The Moonshot will be supported by research grants funded not only out of the 21st Century Cures appropriations, but also out of the NCI’s regular budget, Mayer said. In fact, Shelburne noted that nurses writing grants that fit into Moonshot initiatives should mention that in their paperwork, which may secure them a better chance of receiving funding when budgets are tight.
Mayer added that Biden’s initial work engaged Americans in the Moonshot idea, and since leaving office he has started a foundation dedicated to continuing the effort. The goals of the Biden Foundation, headquartered in Washington, DC, are to “protect and advance the rights and opportunities of all people through educational programming and public policy analysis.” The foundation has 7 areas of focus, including The Cancer Initiative.
Through that initiative, Biden “will continue his work to inject a sense of urgency into our cancer research enterprise and to reimagine how the government, academia, nonprofits and the private sector can better organize their resources and systems to collaborate to take on cancer,” the foundation’s website states.
Proposed federal changes to healthcare policy, however, could endanger Moonshot initiatives, Mayer said.
“I don’t care what your political beliefs are, but as oncology nurses, you have to believe in pre-existing condition issues and having a clause in health insurance (saying that people can’t be excluded from plans because of them),” Mayer said. “If patients are excluded for these reasons, we have condemned them to a life of being stuck wherever they are and maybe still not having enough access to care.”

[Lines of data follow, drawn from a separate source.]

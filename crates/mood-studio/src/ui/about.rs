use eframe::egui::{self, RichText};

const STEPS: [&str; 3] = ["You share a mood", "The model reads it", "Music is generated"];

const FEATURES: [(&str, &str); 4] = [
    ("Mood-based generation", "Music adapts to how you feel."),
    ("Manual controls", "Tune tempo, length and the lead instrument."),
    ("Personal history", "Replay and export what you made."),
    ("Live waveform", "Watch the signal while it plays."),
];

pub fn show(ui: &mut egui::Ui) {
    ui.heading(RichText::new("About Mood Music AI").size(28.0));
    ui.label(
        "An AI music generator that turns a mood and a short prompt into an original clip. \
         Happy, calm, energetic or mysterious, the studio composes to match.",
    );

    ui.add_space(16.0);
    ui.heading("How it works");
    ui.horizontal(|ui| {
        for (i, step) in STEPS.iter().enumerate() {
            if i > 0 {
                ui.label("→");
            }
            egui::Frame::group(ui.style()).show(ui, |ui| {
                ui.label(*step);
            });
        }
    });

    ui.add_space(16.0);
    ui.heading("Key features");
    egui::Grid::new("about_features").num_columns(2).spacing([24.0, 8.0]).show(ui, |ui| {
        for (title, description) in FEATURES {
            ui.strong(title);
            ui.label(description);
            ui.end_row();
        }
    });
}
pub mod api;
pub mod app;
pub mod auth;
pub mod config;
pub mod error;
pub mod model;
pub mod state;
pub mod storage;
pub mod studio;
pub mod task;
pub mod transport;
pub mod ui;
pub mod waveform;
#[cfg(target_arch = "wasm32")]
pub mod web;

pub use app::{Backends, MoodStudioApp, Page};
pub use config::{ApiConfig, WaveformConfig};
pub use error::{AuthError, ConfigError, PlaybackError, StorageError, StudioError, TransportError};
pub use model::{AudioClip, GenerationRequest, GenerationResult, Mood, UserSession};
pub use state::{AppState, StateEvent};
pub use storage::{KeyValueStore, MemoryStore, Storage};
pub use transport::{ApiRequest, ApiResponse, Method, Transport};
pub use waveform::{AudioDevice, Pipeline};

#[cfg(target_arch = "wasm32")]
const CANVAS_ID: &str = "mood_studio_canvas";

#[cfg(target_arch = "wasm32")]
use wasm_bindgen::prelude::*;

// The canvas `data-api-url` attribute overrides the compiled-in API URL.
#[cfg(target_arch = "wasm32")]
#[wasm_bindgen(start)]
pub fn start() -> Result<(), JsValue> {
    use wasm_bindgen::JsCast;

    console_error_panic_hook::set_once();
    eframe::WebLogger::init(log::LevelFilter::Info).ok();

    let document = web_sys::window()
        .and_then(|w| w.document())
        .ok_or_else(|| JsValue::from_str("no document"))?;
    let canvas = document
        .get_element_by_id(CANVAS_ID)
        .ok_or_else(|| JsValue::from_str(&format!("no canvas element with id '{CANVAS_ID}'")))?
        .dyn_into::<web_sys::HtmlCanvasElement>()
        .map_err(|_| JsValue::from_str(&format!("element with id '{CANVAS_ID}' is not a canvas")))?;

    let api = match canvas.get_attribute("data-api-url") {
        Some(url) if !url.trim().is_empty() => ApiConfig::new(Some(&url)),
        _ => ApiConfig::compiled(),
    };
    let storage = match web::LocalStore::open() {
        Some(store) => Storage::new(store),
        None => {
            log::warn!("localStorage unavailable; nothing will persist across reloads");
            Storage::in_memory()
        }
    };
    let backends = Backends {
        api,
        transport: web::FetchTransport,
        storage,
        audio: Box::new(web::WebAudioDevice),
    };

    wasm_bindgen_futures::spawn_local(async move {
        let started = eframe::WebRunner::new()
            .start(
                canvas,
                eframe::WebOptions::default(),
                Box::new(|_cc| Ok(Box::new(MoodStudioApp::new(backends)))),
            )
            .await;
        if let Err(e) = started {
            log::error!("Failed to start eframe: {}", web::js_error_text(&e));
        }
    });

    Ok(())
}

She added that, “If we don’t ensure that HPV (human papillomavirus) vaccines, colonoscopies and mammograms are covered—and that Planned Parenthood, which provides health care to underserved women, is funded—we are not advocating for our cancer populations, and we are not meeting our promises of the Moonshot.”
Mayer and Alec Stone, MA, MPA, health policy director for ONS, agreed that many legislators have been touched by cancer, and that, as a result, they will be especially open to hearing from oncology nurses about these issues.
“Now, in these most urgent of times, let officials know the impact these policy changes will have on their lives,” Stone said. “Cancer is at the top of the list regarding what resonates in Washington. Your voice will be paramount in this discussion.”